• **WHAT TO DO**:
If a line includes "names", copy it out of the entries.

====== INFORMATION GIVEN ======

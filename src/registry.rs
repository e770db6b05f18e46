//! Generational slot map that owns every live record.
//!
//! A [`Handle`] names a slot together with the generation the slot had when
//! the record was inserted. Removing a record bumps the slot's generation,
//! so a handle that outlived its record (for instance one still carried by
//! a readiness event from the same batch) resolves to nothing instead of
//! to whatever record reuses the slot.

use crate::error::{FeedError, FeedResult};

const HALF_BITS: u32 = usize::BITS / 2;
const HALF_MASK: usize = (1 << HALF_BITS) - 1;
/// The top of the index space is never handed out so that keys in it can be
/// reserved by the multiplexer and its users.
const RESERVED_INDICES: usize = 16;
const MAX_INDEX: usize = HALF_MASK - RESERVED_INDICES;

/// Stable reference to a record in a [`Registry`].
#[derive(Debug, Clone, Copy, PartialEq, Eq, Hash)]
pub struct Handle {
    index: usize,
    generation: usize,
}

impl Handle {
    /// Packs the handle into the key carried by readiness events.
    pub fn key(self) -> usize {
        (self.generation << HALF_BITS) | self.index
    }

    /// Unpacks a readiness key. Keys that were never produced by
    /// [`Handle::key`] give a handle no registry will resolve.
    pub fn from_key(key: usize) -> Self {
        Handle {
            index: key & HALF_MASK,
            generation: key >> HALF_BITS,
        }
    }

    /// Returns the slot index.
    pub fn index(self) -> usize {
        self.index
    }
}

impl std::fmt::Display for Handle {
    fn fmt(&self, f: &mut std::fmt::Formatter<'_>) -> std::fmt::Result {
        write!(f, "{}v{}", self.index, self.generation)
    }
}

#[derive(Debug)]
enum Slot<T> {
    Occupied { value: T, generation: usize, seq: u64 },
    Vacant { generation: usize, next_free: Option<usize> },
}

/// Ordered ownership collection of records.
///
/// Insertion order is remembered with a sequence number so that
/// [`Registry::for_each`] and [`Registry::drain`] visit records
/// deterministically even after slots have been reused.
#[derive(Debug)]
pub struct Registry<T> {
    slots: Vec<Slot<T>>,
    free_head: Option<usize>,
    len: usize,
    next_seq: u64,
}

impl<T> Default for Registry<T> {
    fn default() -> Self {
        Self::new()
    }
}

impl<T> Registry<T> {
    /// Creates an empty registry.
    pub fn new() -> Self {
        Registry {
            slots: Vec::new(),
            free_head: None,
            len: 0,
            next_seq: 0,
        }
    }

    /// Number of live records.
    pub fn len(&self) -> usize {
        self.len
    }

    /// True if no record is live.
    pub fn is_empty(&self) -> bool {
        self.len == 0
    }

    /// Stores `value` and returns the handle that names it.
    ///
    /// Fails with [`FeedError::ResourceExhausted`] when the slot vector
    /// cannot grow or the index space is used up.
    pub fn insert(&mut self, value: T) -> FeedResult<Handle> {
        let seq = self.next_seq;
        self.next_seq += 1;

        if let Some(index) = self.free_head {
            let generation = match &self.slots[index] {
                Slot::Vacant { generation, next_free } => {
                    self.free_head = *next_free;
                    *generation
                }
                Slot::Occupied { .. } => {
                    return Err(FeedError::ProtocolViolation(format!(
                        "free list points at occupied slot {index}"
                    )));
                }
            };
            self.slots[index] = Slot::Occupied { value, generation, seq };
            self.len += 1;
            return Ok(Handle { index, generation });
        }

        let index = self.slots.len();
        if index > MAX_INDEX {
            return Err(FeedError::ResourceExhausted(format!(
                "registry index space exhausted at {index} records"
            )));
        }
        self.slots
            .try_reserve(1)
            .map_err(|e| FeedError::ResourceExhausted(e.to_string()))?;
        self.slots.push(Slot::Occupied { value, generation: 0, seq });
        self.len += 1;
        Ok(Handle { index, generation: 0 })
    }

    /// True if `handle` names a live record.
    pub fn contains(&self, handle: Handle) -> bool {
        self.get(handle).is_some()
    }

    /// Returns the record named by `handle`, if it is still live.
    pub fn get(&self, handle: Handle) -> Option<&T> {
        match self.slots.get(handle.index)? {
            Slot::Occupied { value, generation, .. } if *generation == handle.generation => {
                Some(value)
            }
            _ => None,
        }
    }

    /// Mutable variant of [`Registry::get`].
    pub fn get_mut(&mut self, handle: Handle) -> Option<&mut T> {
        match self.slots.get_mut(handle.index)? {
            Slot::Occupied { value, generation, .. } if *generation == handle.generation => {
                Some(value)
            }
            _ => None,
        }
    }

    /// Detaches the record named by `handle` and hands it back to the caller.
    ///
    /// Stale handles return `None`, so removing twice is harmless.
    pub fn remove(&mut self, handle: Handle) -> Option<T> {
        if !self.contains(handle) {
            return None;
        }
        let next_generation = (handle.generation + 1) & HALF_MASK;
        let vacant = Slot::Vacant {
            generation: next_generation,
            next_free: self.free_head,
        };
        match std::mem::replace(&mut self.slots[handle.index], vacant) {
            Slot::Occupied { value, .. } => {
                self.free_head = Some(handle.index);
                self.len -= 1;
                Some(value)
            }
            // contains() checked occupancy above
            Slot::Vacant { .. } => None,
        }
    }

    /// Handles of all live records in insertion order.
    pub fn handles(&self) -> Vec<Handle> {
        let mut live: Vec<(u64, Handle)> = self
            .slots
            .iter()
            .enumerate()
            .filter_map(|(index, slot)| match slot {
                Slot::Occupied { generation, seq, .. } => Some((
                    *seq,
                    Handle {
                        index,
                        generation: *generation,
                    },
                )),
                Slot::Vacant { .. } => None,
            })
            .collect();
        live.sort_unstable_by_key(|(seq, _)| *seq);
        live.into_iter().map(|(_, handle)| handle).collect()
    }

    /// Visits every live record in insertion order.
    pub fn for_each<F>(&mut self, mut visitor: F)
    where
        F: FnMut(Handle, &mut T),
    {
        for handle in self.handles() {
            if let Some(value) = self.get_mut(handle) {
                visitor(handle, value);
            }
        }
    }

    /// Removes every record, returning them in insertion order.
    pub fn drain(&mut self) -> Vec<(Handle, T)> {
        self.handles()
            .into_iter()
            .filter_map(|handle| self.remove(handle).map(|value| (handle, value)))
            .collect()
    }
}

======

• **REPLY TO THE TASK**:
//! A [`Handle`] names a slot together with the generation the slot had when
    /// Stores `value` and returns the handle that names it.
    /// True if `handle` names a live record.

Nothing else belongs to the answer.